BlackBerry is reticent to give details on exactly which technology would be used and the terms of the agreement, but it did say in a press release on 5 September that “cybersecurity threat protection” and “predictive software maintenance” were being discussed. BlackBerry will license QNX and Certicom technology to Jaguar Land Rover (JLR) and a team of its engineers will help in the development of Electronic Control Unit (ECU) modules for infotainment systems.

"We are at a pivotal moment, where innovative automakers, such as Jaguar Land Rover, are realising they need to take an active role in defining the software architecture for their vehicles," said John Wall, SVP and GM of BlackBerry QNX, BlackBerry. "Connected and autonomous vehicles will react and drive based on rich data. Our platforms help process data efficiently and keep it secure and trusted. We are incredibly honored to work with Jaguar Land Rover and look forward to our teams working hand in hand to deliver an enhanced driving experience for their customers."

John Chen, Executive Chairman & CEO, BlackBerry said: “BlackBerry is a trusted partner of the automotive industry because of our heritage and innovations in secure communications. We are pleased to be Jaguar Land Rover’s chosen partner for safety-certified technology, as we advance Artificial Intelligence and Machine Learning technologies to transform automotive safety.”

Back in July 2019, JLR talked of an industry shift towards self-driving vehicles, specifically focusing their attention on driver wellbeing. Research into AI technology looks to understand a driver’s state of mind by reading facial cues and adjust the cabin settings to improve their experience.

Using driver-facing cameras and biometric sensors to monitor, evaluate and predict a driver’s mood, the software will adjust heating, air conditioning, media and ambient lighting to better suit the driver’s needs. This software will be combined with machine learning technology to learn a driver’s preferences and adjust accordingly.

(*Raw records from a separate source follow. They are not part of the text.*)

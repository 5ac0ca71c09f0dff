// SPDX-License-Identifier: MIT
// Copyright 2026 Roland Dreier <roland@rolandd.dev>

//! Aggregator credential pair and its expiry state machine.

use chrono::{DateTime, Duration, Utc};
use serde::{Deserialize, Serialize};

/// Access/refresh token pair issued by the aggregator.
///
/// Expiries are absolute UTC instants computed locally as
/// `now + lifetime` when the pair was persisted.
#[derive(Debug, Clone, PartialEq, Eq, Serialize, Deserialize)]
pub struct Credential {
    pub access: String,
    pub access_expires: DateTime<Utc>,
    pub refresh: String,
    pub refresh_expires: DateTime<Utc>,
}

/// What the token manager has to do before it can make a call.
#[derive(Debug, Clone, Copy, PartialEq, Eq)]
pub enum CredentialState {
    /// Nothing stored yet: full authentication.
    Missing,
    /// Access token usable as-is.
    AccessValid,
    /// Access token expired, refresh token still valid: refresh.
    AccessExpired,
    /// Both expired: full re-authentication.
    BothExpired,
}

impl CredentialState {
    /// Classify an optional stored credential at `now`.
    pub fn of(credential: Option<&Credential>, now: DateTime<Utc>) -> Self {
        match credential {
            None => CredentialState::Missing,
            Some(c) if now < c.access_expires => CredentialState::AccessValid,
            Some(c) if now < c.refresh_expires => CredentialState::AccessExpired,
            Some(_) => CredentialState::BothExpired,
        }
    }
}

impl Credential {
    /// Build a fresh pair from a full authentication exchange.
    pub fn issued(
        access: String,
        access_ttl_secs: i64,
        refresh: String,
        refresh_ttl_secs: i64,
        now: DateTime<Utc>,
    ) -> Self {
        Self {
            access,
            access_expires: now + Duration::seconds(access_ttl_secs),
            refresh,
            refresh_expires: now + Duration::seconds(refresh_ttl_secs),
        }
    }

    /// Replace the access half after a refresh; the refresh half is kept.
    pub fn with_access(&self, access: String, access_ttl_secs: i64, now: DateTime<Utc>) -> Self {
        Self {
            access,
            access_expires: now + Duration::seconds(access_ttl_secs),
            refresh: self.refresh.clone(),
            refresh_expires: self.refresh_expires,
        }
    }

    pub fn refresh_valid_at(&self, now: DateTime<Utc>) -> bool {
        now < self.refresh_expires
    }
}
// SPDX-License-Identifier: MIT
// Copyright 2026 Roland Dreier <roland@rolandd.dev>

//! Application error types with consistent API responses.

use axum::{
    http::StatusCode,
    response::{IntoResponse, Response},
    Json,
};
use serde::{Deserialize, Serialize};

/// Error body returned by the aggregator: `{summary, detail, status_code}`.
#[derive(Debug, Clone, PartialEq, Eq, Serialize, Deserialize, thiserror::Error)]
#[error("{summary} (status {status_code}): {detail}")]
pub struct AggregatorError {
    #[serde(default)]
    pub summary: String,
    #[serde(default)]
    pub detail: String,
    pub status_code: u16,
}

impl AggregatorError {
    /// Summary fragment the aggregator uses when a bearer token is rejected.
    pub const INVALID_TOKEN_SIGNATURE: &'static str = "invalid token";

    /// True when the aggregator rejected the bearer token (expired or revoked).
    ///
    /// Detection looks at the summary text as well as the status, since the
    /// aggregator also answers 401 for reasons a new token will not fix.
    pub fn is_token_error(&self) -> bool {
        self.status_code == 401
            && self
                .summary
                .to_lowercase()
                .contains(Self::INVALID_TOKEN_SIGNATURE)
    }
}

/// Application error type that converts to HTTP responses.
#[derive(Debug, thiserror::Error)]
pub enum AppError {
    #[error("Authentication required")]
    Unauthorized,

    #[error("Invalid or expired token")]
    InvalidToken,

    #[error("Resource not found: {0}")]
    NotFound(String),

    #[error("Invalid request: {0}")]
    BadRequest(String),

    /// The aggregator rejected the application secrets. Not retried.
    #[error("Aggregator rejected application credentials: {0}")]
    AggregatorAuth(String),

    #[error("Aggregator API error: {0}")]
    Aggregator(#[from] AggregatorError),

    #[error("Aggregator transport error: {0}")]
    Transport(String),

    #[error("Database error: {0}")]
    Database(String),

    #[error("Internal server error: {0}")]
    Internal(#[from] anyhow::Error),
}

impl AppError {
    /// True for an upstream "invalid token" rejection of a resource call.
    pub fn is_token_error(&self) -> bool {
        matches!(self, AppError::Aggregator(e) if e.is_token_error())
    }
}

impl From<reqwest::Error> for AppError {
    fn from(err: reqwest::Error) -> Self {
        AppError::Transport(err.to_string())
    }
}

/// JSON error response body
#[derive(Serialize)]
struct ErrorResponse {
    error: String,
    #[serde(skip_serializing_if = "Option::is_none")]
    details: Option<String>,
}

impl IntoResponse for AppError {
    fn into_response(self) -> Response {
        let (status, error, details) = match &self {
            AppError::Unauthorized => (StatusCode::UNAUTHORIZED, "unauthorized", None),
            AppError::InvalidToken => (StatusCode::UNAUTHORIZED, "invalid_token", None),
            AppError::NotFound(msg) => (StatusCode::NOT_FOUND, "not_found", Some(msg.clone())),
            AppError::BadRequest(msg) => {
                (StatusCode::BAD_REQUEST, "bad_request", Some(msg.clone()))
            }
            AppError::AggregatorAuth(msg) => {
                tracing::error!(error = %msg, "Aggregator rejected application secrets");
                (StatusCode::BAD_GATEWAY, "aggregator_auth_error", None)
            }
            AppError::Aggregator(err) => (
                StatusCode::BAD_GATEWAY,
                "aggregator_error",
                Some(err.summary.clone()),
            ),
            AppError::Transport(msg) => (
                StatusCode::BAD_GATEWAY,
                "aggregator_unreachable",
                Some(msg.clone()),
            ),
            AppError::Database(msg) => {
                tracing::error!(error = %msg, "Database error");
                (StatusCode::INTERNAL_SERVER_ERROR, "database_error", None)
            }
            AppError::Internal(err) => {
                tracing::error!(error = %err, "Internal server error");
                (StatusCode::INTERNAL_SERVER_ERROR, "internal_error", None)
            }
        };

        let body = ErrorResponse {
            error: error.to_string(),
            details,
        };

        (status, Json(body)).into_response()
    }
}

/// Result type alias for handlers
pub type Result<T> = std::result::Result<T, AppError>;
// SPDX-License-Identifier: MIT
// Copyright 2026 Roland Dreier <roland@kernel.org>

//! Data models for the application.

pub mod account;
pub mod credential;
pub mod requisition;
pub mod transaction;

pub use account::{Balance, LinkedAccount};
pub use credential::{Credential, CredentialState};
pub use requisition::{Institution, Requisition, UserRequisition};
pub use transaction::{Amount, Category, Transaction, TransactionKind, TransactionPatch};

Dr Steve Iley, JLRChief Medical Officer said, “As we move towards a self-driving future, the emphasis for us remains as much on the driver as it ever has. By taking a holistic approach to the individual driver, and implementing much of what we’ve learnt from the advances in research around personal wellbeing over the last 10 or 15 years, we can make sure our customers remain comfortable, engaged and alert behind the wheel.”

BlackBerry is set to release further information on the budding partnership during the BlackBerry World Tour 2019 starting in Japan on 11 September.